(Records shown begins)

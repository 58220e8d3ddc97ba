use crate::entities::{CutLine, PartInstance, Placement, SheetLayout};
use crate::geometry::Rect;
use crate::geometry::geo_enums::GeoRelation;
use crate::geometry::orientation::{Orientation, valid_orientations};
use crate::geometry::split::{best_split, simulate_split};
use crate::packing::PackingConfig;
use crate::packing::scoring::placement_score;
use crate::util::assertions;
use log::trace;

/// Greedy guillotine packer for a single sheet.
///
/// Maintains the list of free rectangles of the sheet. Every placement is cut out of the
/// bottom left corner of the free rectangle it was assigned to, after which the
/// remainder is split along the axis that leaves the most consolidated offcuts.
#[derive(Clone, Debug)]
pub struct GuillotinePacker {
    sheet: Rect,
    kerf: f64,
    config: PackingConfig,
    free_rects: Vec<Rect>,
    placements: Vec<Placement>,
    cuts: Vec<CutLine>,
}

impl GuillotinePacker {
    pub fn new(sheet: Rect, kerf: f64, config: PackingConfig) -> Self {
        Self {
            sheet,
            kerf,
            config,
            free_rects: vec![sheet],
            placements: vec![],
            cuts: vec![],
        }
    }

    /// Places `part` at the position with the lowest [`placement_score`].
    /// Returns `None` if no free rectangle can hold it in any allowed orientation.
    pub fn try_place(&mut self, part: &PartInstance) -> Option<&Placement> {
        let (free_idx, orientation) = self.best_candidate(part)?;
        let free = self.free_rects.remove(free_idx);

        let placement = Placement {
            instance_id: part.id,
            part_index: part.part_index,
            part_id: part.part_id.clone(),
            label: part.label.clone(),
            x: free.x_min,
            y: free.y_min,
            width: orientation.width,
            height: orientation.height,
            rotation: orientation.rotation,
        };
        trace!(
            "[GUIL] placing instance {} ({}) at ({:.1}, {:.1}), rotation: {}",
            part.id,
            part.label,
            placement.x,
            placement.y,
            placement.rotation.degrees()
        );

        //the split axis is chosen on usable offcuts, but every remaining piece is kept in the free list
        let axis = best_split(
            &free,
            orientation.width,
            orientation.height,
            self.kerf,
            self.config.min_usable_dimension,
        )
        .axis;
        let split = simulate_split(
            &free,
            orientation.width,
            orientation.height,
            self.kerf,
            0.0,
            axis,
        );
        self.free_rects.extend(split.children());
        self.cuts.extend(split.cuts());
        self.placements.push(placement);

        self.merge_free_rects();
        self.prune_free_rects();

        debug_assert!(assertions::placements_within(&self.placements, &self.sheet));
        debug_assert!(assertions::no_overlapping_placements(
            &self.placements,
            self.kerf
        ));

        self.placements.last()
    }

    /// Applies [`GuillotinePacker::try_place`] to all parts in the given order.
    /// Returns the parts that could not be placed, in their original order.
    pub fn pack_all<'a>(
        &mut self,
        parts: impl IntoIterator<Item = &'a PartInstance>,
    ) -> Vec<&'a PartInstance> {
        parts
            .into_iter()
            .filter(|part| self.try_place(part).is_none())
            .collect()
    }

    /// Lowest scoring (free rectangle, orientation) pair.
    /// Ties are resolved in favor of the first free rectangle, then the first orientation.
    fn best_candidate(&self, part: &PartInstance) -> Option<(usize, Orientation)> {
        let mut best: Option<(usize, Orientation, f64)> = None;
        for (idx, free) in self.free_rects.iter().enumerate() {
            for orientation in valid_orientations(part, free, self.kerf) {
                let score = placement_score(&orientation, free, &self.sheet, self.kerf, &self.config);
                let improves = match &best {
                    Some((_, _, best_score)) => score < *best_score,
                    None => true,
                };
                if improves {
                    best = Some((idx, orientation, score));
                }
            }
        }
        best.map(|(idx, orientation, _)| (idx, orientation))
    }

    /// Merges free rectangles sharing a complete edge until no more merges are possible.
    fn merge_free_rects(&mut self) {
        let mut merged_any = true;
        while merged_any {
            merged_any = false;
            'search: for i in 0..self.free_rects.len() {
                for j in (i + 1)..self.free_rects.len() {
                    if let Some(merged) = self.free_rects[i].try_merge(&self.free_rects[j]) {
                        self.free_rects[i] = merged;
                        self.free_rects.remove(j);
                        merged_any = true;
                        break 'search;
                    }
                }
            }
        }
    }

    /// Removes free rectangles that are fully contained in another one.
    fn prune_free_rects(&mut self) {
        let mut i = 0;
        while i < self.free_rects.len() {
            let redundant = self.free_rects.iter().enumerate().any(|(j, other)| {
                j != i
                    && match other.relation_to(&self.free_rects[i]) {
                        GeoRelation::Surrounding => other != &self.free_rects[i] || j < i,
                        _ => false,
                    }
            });
            match redundant {
                true => {
                    self.free_rects.remove(i);
                }
                false => i += 1,
            }
        }
    }

    pub fn placements(&self) -> &[Placement] {
        &self.placements
    }

    pub fn free_rects(&self) -> &[Rect] {
        &self.free_rects
    }

    pub fn cuts(&self) -> &[CutLine] {
        &self.cuts
    }

    pub fn is_empty(&self) -> bool {
        self.placements.is_empty()
    }

    pub fn used_area(&self) -> f64 {
        self.placements.iter().map(|p| p.area()).sum()
    }

    /// Finalizes the sheet
    pub fn into_layout(self, stock_id: &str, index: usize) -> SheetLayout {
        SheetLayout::new(
            stock_id,
            index,
            self.sheet,
            self.kerf,
            self.placements,
            self.free_rects,
            self.cuts,
        )
    }
}

#[cfg(test)]
mod tests {
    use super::*;
    use crate::entities::{Grain, PartSpec, expand_instances};
    use crate::geometry::geo_enums::Rotation;

    fn sheet() -> Rect {
        Rect::from_dims(0.0, 0.0, 1830.0, 2750.0).unwrap()
    }

    #[test]
    fn first_part_goes_to_origin() {
        let parts = expand_instances(&[PartSpec::new("a", 600.0, 400.0, 1)]);
        let mut packer = GuillotinePacker::new(sheet(), 3.0, PackingConfig::default());
        let p = packer.try_place(&parts[0]).unwrap();
        assert_eq!((p.x, p.y), (0.0, 0.0));
        assert_eq!(packer.free_rects().len(), 2);
        assert_eq!(packer.cuts().len(), 2);
    }

    #[test]
    fn oversized_part_is_rejected() {
        let parts = expand_instances(&[PartSpec::new("big", 3000.0, 2000.0, 1)]);
        let mut packer = GuillotinePacker::new(sheet(), 3.0, PackingConfig::default());
        assert!(packer.try_place(&parts[0]).is_none());
        assert!(packer.is_empty());
    }

    #[test]
    fn pack_all_returns_leftovers_in_order() {
        let parts = expand_instances(&[
            PartSpec::new("half", 2750.0, 900.0, 2),
            PartSpec::new("extra", 500.0, 500.0, 2),
        ]);
        let mut packer = GuillotinePacker::new(sheet(), 3.0, PackingConfig::default());
        let rest = packer.pack_all(parts.iter());
        // two 900mm wide full length halves fit next to each other, leaving 24mm: no room for the others
        assert_eq!(packer.placements().len(), 2);
        assert_eq!(rest.iter().map(|p| p.id).collect::<Vec<_>>(), vec![2, 3]);
    }

    #[test]
    fn grain_locked_parts_keep_orientation() {
        let parts = expand_instances(&[
            PartSpec::new("l", 700.0, 300.0, 4).with_grain(Grain::LengthLocked),
            PartSpec::new("w", 700.0, 300.0, 4).with_grain(Grain::WidthLocked),
        ]);
        let mut packer = GuillotinePacker::new(sheet(), 3.0, PackingConfig::default());
        let rest = packer.pack_all(parts.iter());
        assert!(rest.is_empty());
        for p in packer.placements() {
            let expected = match &*p.part_id {
                "l" => Rotation::Deg0,
                _ => Rotation::Deg90,
            };
            assert_eq!(p.rotation, expected);
        }
    }

    #[test]
    fn placement_is_deterministic() {
        let parts = expand_instances(&[
            PartSpec::new("a", 800.0, 450.0, 3),
            PartSpec::new("b", 620.0, 510.0, 4),
            PartSpec::new("c", 300.0, 300.0, 5),
        ]);
        let run = || {
            let mut packer = GuillotinePacker::new(sheet(), 3.0, PackingConfig::default());
            packer.pack_all(parts.iter());
            packer.placements().to_vec()
        };
        assert_eq!(run(), run());
    }
}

(Records shown ends)

*Directions*
Search the data above for the string "expected" and copy each line that has it.

*Solved problem*
            let expected = match &*p.part_id {
            assert_eq!(p.rotation, expected);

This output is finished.